* **WORKING DATA**:
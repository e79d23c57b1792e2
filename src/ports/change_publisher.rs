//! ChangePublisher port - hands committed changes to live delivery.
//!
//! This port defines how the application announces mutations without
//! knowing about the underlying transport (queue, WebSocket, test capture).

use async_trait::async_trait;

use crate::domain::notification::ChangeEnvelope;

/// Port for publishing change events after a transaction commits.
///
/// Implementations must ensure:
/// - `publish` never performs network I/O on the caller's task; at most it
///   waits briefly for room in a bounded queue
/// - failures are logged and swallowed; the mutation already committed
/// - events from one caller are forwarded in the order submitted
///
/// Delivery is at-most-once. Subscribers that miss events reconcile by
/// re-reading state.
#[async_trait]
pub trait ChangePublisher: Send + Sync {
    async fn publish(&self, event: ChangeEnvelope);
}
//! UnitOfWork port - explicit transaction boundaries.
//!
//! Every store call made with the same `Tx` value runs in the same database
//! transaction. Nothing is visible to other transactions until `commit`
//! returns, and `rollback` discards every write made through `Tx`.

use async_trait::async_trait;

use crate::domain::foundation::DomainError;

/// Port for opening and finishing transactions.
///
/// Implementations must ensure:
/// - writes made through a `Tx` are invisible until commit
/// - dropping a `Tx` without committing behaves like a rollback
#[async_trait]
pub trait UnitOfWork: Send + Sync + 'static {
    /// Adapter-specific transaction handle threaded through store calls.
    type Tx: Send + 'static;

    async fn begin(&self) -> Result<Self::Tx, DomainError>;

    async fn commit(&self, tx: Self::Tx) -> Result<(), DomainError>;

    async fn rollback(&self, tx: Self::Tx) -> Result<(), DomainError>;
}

* **WHAT THE EXERCISE ASKS**: An exact restatement of the data above is required.

* **EXPECTED ANSWER**:
repository e79d23c57b1792e2
filename src/ports/change_publisher.rs
//! ChangePublisher port - hands committed changes to live delivery.
//!
//! This port defines how the application announces mutations without
//! knowing about the underlying transport (queue, WebSocket, test capture).

use async_trait::async_trait;

use crate::domain::notification::ChangeEnvelope;

/// Port for publishing change events after a transaction commits.
///
/// Implementations must ensure:
/// - `publish` never performs network I/O on the caller's task; at most it
///   waits briefly for room in a bounded queue
/// - failures are logged and swallowed; the mutation already committed
/// - events from one caller are forwarded in the order submitted
///
/// Delivery is at-most-once. Subscribers that miss events reconcile by
/// re-reading state.
#[async_trait]
pub trait ChangePublisher: Send + Sync {
    async fn publish(&self, event: ChangeEnvelope);
}
//! UnitOfWork port - explicit transaction boundaries.
//!
//! Every store call made with the same `Tx` value runs in the same database
//! transaction. Nothing is visible to other transactions until `commit`
//! returns, and `rollback` discards every write made through `Tx`.

use async_trait::async_trait;

use crate::domain::foundation::DomainError;

/// Port for opening and finishing transactions.
///
/// Implementations must ensure:
/// - writes made through a `Tx` are invisible until commit
/// - dropping a `Tx` without committing behaves like a rollback
#[async_trait]
pub trait UnitOfWork: Send + Sync + 'static {
    /// Adapter-specific transaction handle threaded through store calls.
    type Tx: Send + 'static;

    async fn begin(&self) -> Result<Self::Tx, DomainError>;

    async fn commit(&self, tx: Self::Tx) -> Result<(), DomainError>;

    async fn rollback(&self, tx: Self::Tx) -> Result<(), DomainError>;
}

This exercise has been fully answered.